Note: /home/mpatel/scratch
is a symbolic link to /scratch/mpatel
, which expands to /mnt/usb1/scratch/mpatel/
.
comment:12 Changed 12 years ago by
I changed cd $HOME/scratch/tmp
to cd /mnt/usb1/scratch/mpatel/tmp
in go
and rebuilt sage-4.5.alpha4-j20-par
as sage-4.5.alpha4-j20-par-mod
. The long tests now pass. Hmm...
comment:13 Changed 12 years ago by
David Kirkby has had some suspicions about the way the disk storing the home directories on sage.math is set up. I wonder if that's causing the problem here.
comment:14 follow-up: ↓ 19 Changed 12 years ago by
There is definitely a problem. I tried rebuilding with the new maxima and ecl packages (in sage-4.5.alpha4) and had a huge number of failures. Building the same sage-4.5.alpha4, but with the older maxima and ecl packages entirely fixes the problem.
David Kirkby has had some suspicions about the way the disk storing the home directories on sage.math is set up. I wonder if that's causing the problem here.
That could be. If true, it definitely means that we have a serious bug in Sage -- not our filesystem. Here's my build setup:
- I make a symlink: /home/wstein/build -> /scratch/wstein/build
- I build in /home/wstein/build.
William
comment:15 follow-up: ↓ 16 Changed 12 years ago by
I can only tell I've successfully built Sage 4.5.alpha0, alpha1 and alpha4 with a similar link in my home directory to a different local filesystem, running make
in the directory which is a symbolic link (Ubuntu 9.04).
I wonder if what Mitesh and William observed is really reproducible, or just a strange coincidence.
comment:16 in reply to: ↑ 15 ; follow-up: ↓ 18 Changed 12 years ago by
Replying to leif:
I wonder if what Mitesh and William observed is really reproducible, or just a strange coincidence.
It's reproducible since:
(1) I can systematically reproduce it, and (2) Mitesh independently reproduced it.
That's pretty much the definition of reproducible.
I think we should revert the maxima and ecl spkg's, and release 4.5 without them, then sort this out in 4.5.1.
comment:17 follow-up: ↓ 22 Changed 12 years ago by
I mean I cannot see any reasonable cause in Mitesh's script vs. command line procedure; John has successfully built with your buildbot
script. Reinstalling the packages or even just moving Sage seemed to solve the problems.

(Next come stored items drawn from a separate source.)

//! Fixed-width floating point leaves.

use std::marker::PhantomData;
use std::sync::Arc;

use strata_alloc::{Allocator, MemRef};
use strata_common::{Ref, Result, NOT_FOUND};

use crate::array::{Array, ArrayParent, ArrayType, WidthType};
use crate::bptree::LeafArray;

/// Element type of an [`ArrayBasic`].
pub trait BasicType: Copy + PartialOrd + Default + Send + Sync + std::fmt::Debug + 'static {
    /// Encoded size in bytes.
    const WIDTH: usize;

    fn read(bytes: &[u8]) -> Self;
    fn write(self, bytes: &mut [u8]);
    fn to_f64(self) -> f64;
}

impl BasicType for f32 {
    const WIDTH: usize = 4;

    #[inline]
    fn read(bytes: &[u8]) -> Self {
        let mut b = [0u8; 4];
        b.copy_from_slice(&bytes[..4]);
        f32::from_le_bytes(b)
    }

    #[inline]
    fn write(self, bytes: &mut [u8]) {
        bytes[..4].copy_from_slice(&self.to_le_bytes());
    }

    #[inline]
    fn to_f64(self) -> f64 {
        f64::from(self)
    }
}

impl BasicType for f64 {
    const WIDTH: usize = 8;

    #[inline]
    fn read(bytes: &[u8]) -> Self {
        let mut b = [0u8; 8];
        b.copy_from_slice(&bytes[..8]);
        f64::from_le_bytes(b)
    }

    #[inline]
    fn write(self, bytes: &mut [u8]) {
        bytes[..8].copy_from_slice(&self.to_le_bytes());
    }

    #[inline]
    fn to_f64(self) -> f64 {
        self
    }
}

/// A leaf of `f32` or `f64` values stored with the multiply width type.
#[derive(Debug, Clone)]
pub struct ArrayBasic<T: BasicType> {
    inner: Array,
    _marker: PhantomData<T>,
}

impl<T: BasicType> ArrayBasic<T> {
    /// Creates an empty leaf.
    pub fn create_new(alloc: &Arc<dyn Allocator>) -> Result<Self> {
        let mut inner = Array::new(Arc::clone(alloc));
        inner.create_typed(ArrayType::Normal, WidthType::Multiply, T::WIDTH)?;
        Ok(Self {
            inner,
            _marker: PhantomData,
        })
    }

    /// Attaches to an existing leaf.
    pub fn from_mem(alloc: &Arc<dyn Allocator>, mem: MemRef) -> Self {
        let inner = Array::from_mem(alloc, mem);
        debug_assert_eq!(inner.width_type(), WidthType::Multiply);
        Self {
            inner,
            _marker: PhantomData,
        }
    }

    /// Attaches to the leaf at `ref_`.
    pub fn from_ref(alloc: &Arc<dyn Allocator>, ref_: Ref) -> Self {
        Self::from_mem(alloc, MemRef::from_ref(alloc.as_ref(), ref_))
    }

    pub fn get_ref(&self) -> Ref {
        self.inner.get_ref()
    }

    pub fn size(&self) -> usize {
        self.inner.size()
    }

    pub fn is_empty(&self) -> bool {
        self.inner.is_empty()
    }

    /// Underlying node accessor.
    pub fn as_array(&self) -> &Array {
        &self.inner
    }

    fn slot(&self, ndx: usize) -> &[u8] {
        &self.inner.data_bytes()[ndx * T::WIDTH..(ndx + 1) * T::WIDTH]
    }

    fn slot_mut(&mut self, ndx: usize) -> &mut [u8] {
        // SAFETY: the caller keeps ndx below the node's element count, and
        // the node is mutable.
        unsafe { std::slice::from_raw_parts_mut(self.inner.data_ptr().add(ndx * T::WIDTH), T::WIDTH) }
    }

    pub fn get(&self, ndx: usize) -> T {
        debug_assert!(ndx < self.size());
        T::read(self.slot(ndx))
    }

    pub fn set(&mut self, ndx: usize, value: T) -> Result<()> {
        debug_assert!(ndx < self.size());
        self.inner.copy_on_write()?;
        value.write(self.slot_mut(ndx));
        Ok(())
    }

    pub fn insert(&mut self, ndx: usize, value: T) -> Result<()> {
        let size = self.size();
        debug_assert!(ndx <= size);
        self.inner.copy_on_write()?;
        self.inner.alloc(size + 1, T::WIDTH)?;
        let data = self.inner.data_ptr();
        // SAFETY: the node now holds size + 1 elements.
        unsafe {
            std::ptr::copy(
                data.add(ndx * T::WIDTH),
                data.add((ndx + 1) * T::WIDTH),
                (size - ndx) * T::WIDTH,
            );
        }
        self.inner.set_cached_size(size + 1);
        value.write(self.slot_mut(ndx));
        Ok(())
    }

    pub fn add(&mut self, value: T) -> Result<()> {
        self.insert(self.size(), value)
    }

    pub fn erase(&mut self, ndx: usize) -> Result<()> {
        let size = self.size();
        debug_assert!(ndx < size);
        self.inner.copy_on_write()?;
        let data = self.inner.data_ptr();
        // SAFETY: both ranges lie inside the old element area.
        unsafe {
            std::ptr::copy(
                data.add((ndx + 1) * T::WIDTH),
                data.add(ndx * T::WIDTH),
                (size - ndx - 1) * T::WIDTH,
            );
        }
        self.inner.alloc(size - 1, T::WIDTH)?;
        self.inner.set_cached_size(size - 1);
        Ok(())
    }

    pub fn truncate(&mut self, size: usize) -> Result<()> {
        self.inner.truncate(size)
    }

    pub fn clear(&mut self) -> Result<()> {
        self.truncate(0)
    }

    /// First index in `[start, end)` holding `value`, or `NOT_FOUND`.
    pub fn find_first(&self, value: T, start: usize, end: usize) -> usize {
        let end = end.min(self.size());
        (start..end).find(|&i| self.get(i) == value).unwrap_or(NOT_FOUND)
    }

    /// Sum of `[start, end)`, accumulated in `f64`.
    pub fn sum(&self, start: usize, end: usize) -> f64 {
        let end = end.min(self.size());
        (start..end).map(|i| self.get(i).to_f64()).sum()
    }

    /// Smallest value in `[start, end)` and its first index.
    pub fn minimum(&self, start: usize, end: usize) -> Option<(T, usize)> {
        self.extreme(start, end, |v, best| v < best)
    }

    /// Largest value in `[start, end)` and its first index.
    pub fn maximum(&self, start: usize, end: usize) -> Option<(T, usize)> {
        self.extreme(start, end, |v, best| v > best)
    }

    fn extreme(&self, start: usize, end: usize, better: impl Fn(T, T) -> bool) -> Option<(T, usize)> {
        let end = end.min(self.size());
        if start >= end {
            return None;
        }
        let mut best = (self.get(start), start);
        for i in start + 1..end {
            let v = self.get(i);
            if better(v, best.0) {
                best = (v, i);
            }
        }
        Some(best)
    }

    pub fn set_ndx_in_parent(&mut self, ndx: usize) {
        self.inner.set_ndx_in_parent(ndx);
    }

    pub fn update_parent(&self, parent: &mut dyn ArrayParent) -> Result<()> {
        self.inner.update_parent(parent)
    }

    pub fn destroy(&mut self) {
        self.inner.destroy();
    }
}

impl<T: BasicType> LeafArray for ArrayBasic<T> {
    type Value = T;

    fn create_leaf(alloc: &Arc<dyn Allocator>) -> Result<Self> {
        Self::create_new(alloc)
    }

    fn from_mem(alloc: &Arc<dyn Allocator>, mem: MemRef) -> Self {
        ArrayBasic::from_mem(alloc, mem)
    }

    fn leaf_ref(&self) -> Ref {
        self.get_ref()
    }

    fn leaf_size(&self) -> usize {
        self.size()
    }

    fn leaf_get(&self, ndx: usize) -> T {
        self.get(ndx)
    }

    fn leaf_set(&mut self, ndx: usize, value: T) -> Result<()> {
        self.set(ndx, value)
    }

    fn leaf_insert(&mut self, ndx: usize, value: T) -> Result<()> {
        self.insert(ndx, value)
    }

    fn leaf_erase(&mut self, ndx: usize) -> Result<()> {
        self.erase(ndx)
    }

    fn leaf_truncate(&mut self, size: usize) -> Result<()> {
        self.truncate(size)
    }

    fn leaf_destroy(&mut self) {
        self.destroy();
    }

    fn set_ndx_in_parent(&mut self, ndx: usize) {
        ArrayBasic::set_ndx_in_parent(self, ndx);
    }

    fn update_parent(&self, parent: &mut dyn ArrayParent) -> Result<()> {
        ArrayBasic::update_parent(self, parent)
    }
}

It's obviously an ECL/Maxima issue, but I think either related to uncatched or badly handled filesystem errors, or ECL again messing things up in concurrent builds.
So I'm not that sure that it's the package version, rather than the build circumstances.

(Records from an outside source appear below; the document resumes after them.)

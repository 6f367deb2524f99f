//! Integer columns (int, bool and datetime values).

use std::sync::Arc;

use strata_alloc::Allocator;
use strata_common::{Ref, Result, NOT_FOUND, NPOS};

use crate::array::find::{CollectAll, CountMatches, FirstMatch};
use crate::array::{Array, Equal, FindState, IntegerCondition};
use crate::write::ArrayWriter;

use super::BpTree;

/// A column of packed 64-bit integers.
pub struct IntColumn {
    tree: BpTree<Array>,
}

impl IntColumn {
    pub fn create(alloc: &Arc<dyn Allocator>, max_node_size: usize) -> Result<Self> {
        Ok(Self {
            tree: BpTree::create(alloc, max_node_size)?,
        })
    }

    pub fn from_ref(alloc: &Arc<dyn Allocator>, ref_: Ref, max_node_size: usize) -> Self {
        Self {
            tree: BpTree::from_ref(alloc, ref_, max_node_size),
        }
    }

    /// Underlying tree, for leaf level scans.
    pub fn tree(&self) -> &BpTree<Array> {
        &self.tree
    }

    pub fn get_ref(&self) -> Ref {
        self.tree.get_ref()
    }

    pub fn size(&self) -> usize {
        self.tree.size()
    }

    pub fn is_empty(&self) -> bool {
        self.tree.is_empty()
    }

    pub fn get(&self, ndx: usize) -> i64 {
        self.tree.get(ndx)
    }

    pub fn set(&mut self, ndx: usize, value: i64) -> Result<()> {
        self.tree.set(ndx, value)
    }

    pub fn insert(&mut self, ndx: usize, value: i64) -> Result<()> {
        self.tree.insert(ndx, value)
    }

    pub fn add(&mut self, value: i64) -> Result<()> {
        self.tree.add(value)
    }

    pub fn erase(&mut self, ndx: usize) -> Result<()> {
        self.tree.erase(ndx)
    }

    pub fn clear(&mut self) -> Result<()> {
        self.tree.clear()
    }

    pub fn destroy(&mut self) {
        self.tree.destroy();
    }

    /// Leaf holding row `ndx` and the row of its first element.
    pub fn leaf_at(&self, ndx: usize) -> (Array, usize) {
        self.tree.leaf_at(ndx)
    }

    /// Adds `diff` to row `ndx`.
    pub fn adjust(&mut self, ndx: usize, diff: i64) -> Result<()> {
        let v = self.get(ndx);
        self.set(ndx, v.wrapping_add(diff))
    }

    /// Adds `diff` to every row.
    pub fn adjust_all(&mut self, diff: i64) -> Result<()> {
        self.tree.update_leaves(|leaf| {
            let n = leaf.size();
            leaf.adjust_range(0, n, diff)
        })
    }

    pub fn write(&self, writer: &mut dyn ArrayWriter) -> Result<Ref> {
        self.tree.write(writer)
    }

    fn clamp_end(&self, end: usize) -> usize {
        if end == NPOS {
            self.size()
        } else {
            end.min(self.size())
        }
    }

    // ===== Search =====

    /// Runs `Array::find` over every leaf overlapping `[start, end)`,
    /// reporting column row numbers. Returns false if `state` stopped.
    pub fn find_with<C, S>(&self, value: i64, start: usize, end: usize, state: &mut S) -> bool
    where
        C: IntegerCondition,
        S: FindState + ?Sized,
    {
        let end = self.clamp_end(end);
        if start >= end {
            return true;
        }
        let mut cont = true;
        self.tree.visit_leaves(start, |leaf, offset| {
            let local_start = start.saturating_sub(offset);
            let local_end = (end - offset).min(leaf.size());
            cont = leaf.find::<C, S>(value, local_start, local_end, offset, state);
            cont && offset + leaf.size() < end
        });
        cont
    }

    /// First row in `[start, end)` equal to `value`, or `NOT_FOUND`.
    pub fn find_first(&self, value: i64, start: usize, end: usize) -> usize {
        let mut state = FirstMatch { index: NOT_FOUND };
        self.find_with::<Equal, _>(value, start, end, &mut state);
        state.index
    }

    /// Every row in `[start, end)` equal to `value`.
    pub fn find_all(&self, value: i64, start: usize, end: usize) -> Vec<usize> {
        let mut out = Vec::new();
        self.find_with::<Equal, _>(value, start, end, &mut CollectAll { out: &mut out });
        out
    }

    pub fn count(&self, value: i64) -> usize {
        let mut state = CountMatches::default();
        self.find_with::<Equal, _>(value, 0, NPOS, &mut state);
        state.count
    }

    /// First row whose value is `>= value`. The column must be sorted.
    pub fn lower_bound(&self, value: i64) -> usize {
        if self.tree.root_is_leaf() {
            return self.leaf_at(0).0.lower_bound_int(value);
        }
        self.partition_point(|v| v < value)
    }

    /// First row whose value is `> value`. The column must be sorted.
    pub fn upper_bound(&self, value: i64) -> usize {
        if self.tree.root_is_leaf() {
            return self.leaf_at(0).0.upper_bound_int(value);
        }
        self.partition_point(|v| v <= value)
    }

    fn partition_point(&self, pred: impl Fn(i64) -> bool) -> usize {
        let (mut lo, mut hi) = (0, self.size());
        while lo < hi {
            let mid = lo + (hi - lo) / 2;
            if pred(self.get(mid)) {
                lo = mid + 1;
            } else {
                hi = mid;
            }
        }
        lo
    }

    // ===== Aggregates =====

    /// Wrapping sum over `[start, end)`.
    pub fn sum(&self, start: usize, end: usize) -> i64 {
        let end = self.clamp_end(end);
        let mut total = 0i64;
        if start < end {
            self.tree.visit_leaves(start, |leaf, offset| {
                let s = start.saturating_sub(offset);
                let e = (end - offset).min(leaf.size());
                total = total.wrapping_add(leaf.sum(s, e));
                offset + leaf.size() < end
            });
        }
        total
    }

    /// Smallest value in `[start, end)` and its first row.
    pub fn minimum(&self, start: usize, end: usize) -> Option<(i64, usize)> {
        self.extreme(start, end, |leaf, s, e| leaf.minimum(s, e), |v, best| v < best)
    }

    /// Largest value in `[start, end)` and its first row.
    pub fn maximum(&self, start: usize, end: usize) -> Option<(i64, usize)> {
        self.extreme(start, end, |leaf, s, e| leaf.maximum(s, e), |v, best| v > best)
    }

    fn extreme(
        &self,
        start: usize,
        end: usize,
        in_leaf: impl Fn(&Array, usize, usize) -> Option<(i64, usize)>,
        better: impl Fn(i64, i64) -> bool,
    ) -> Option<(i64, usize)> {
        let end = self.clamp_end(end);
        let mut best: Option<(i64, usize)> = None;
        if start < end {
            self.tree.visit_leaves(start, |leaf, offset| {
                let s = start.saturating_sub(offset);
                let e = (end - offset).min(leaf.size());
                if let Some((v, i)) = in_leaf(leaf, s, e) {
                    if best.map_or(true, |(b, _)| better(v, b)) {
                        best = Some((v, offset + i));
                    }
                }
                offset + leaf.size() < end
            });
        }
        best
    }

    /// Mean of `[start, end)`; 0 for an empty range.
    pub fn average(&self, start: usize, end: usize) -> f64 {
        let end = self.clamp_end(end);
        if start >= end {
            return 0.0;
        }
        self.sum(start, end) as f64 / (end - start) as f64
    }
}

comment:18 in reply to: ↑ 16 Changed 12 years ago by
Replying to was:
Replying to leif:
I wonder if what Mitesh and William observed is really reproducible, or just a strange coincidence.
It's reproducible since:
(1) I can systematically reproduce it, and (2) Mitesh independently reproduced it.
That's pretty much the definition of reproducible.
I should have written deterministic.
comment:19 in reply to: ↑ 14 ; follow-up: ↓ 20 Changed 12 years ago by
Replying to was:
David Kirkby has had some suspicions about the way the disk storing the home directories on sage.math is set up. I wonder if that's causing the problem here.
That could be. If true, it definitely means that we have a serious bug in Sage -- not our filesystem. Here's my build setup:
- I make a symlink: /home/wstein/build -> /scratch/wstein/build
- I build in /home/wstein/build.
William
In this case, since William's '/scratch', I would tend to agree the bug is in Sage, not the file system. That said, I am not 100% sure, since you are mounting a local file sysmem on an NFS one. If the NFS one can't be trust, can the file system that's mounted on the NFS one? I would however tend to think it would be OK, but I'm not 100% sure.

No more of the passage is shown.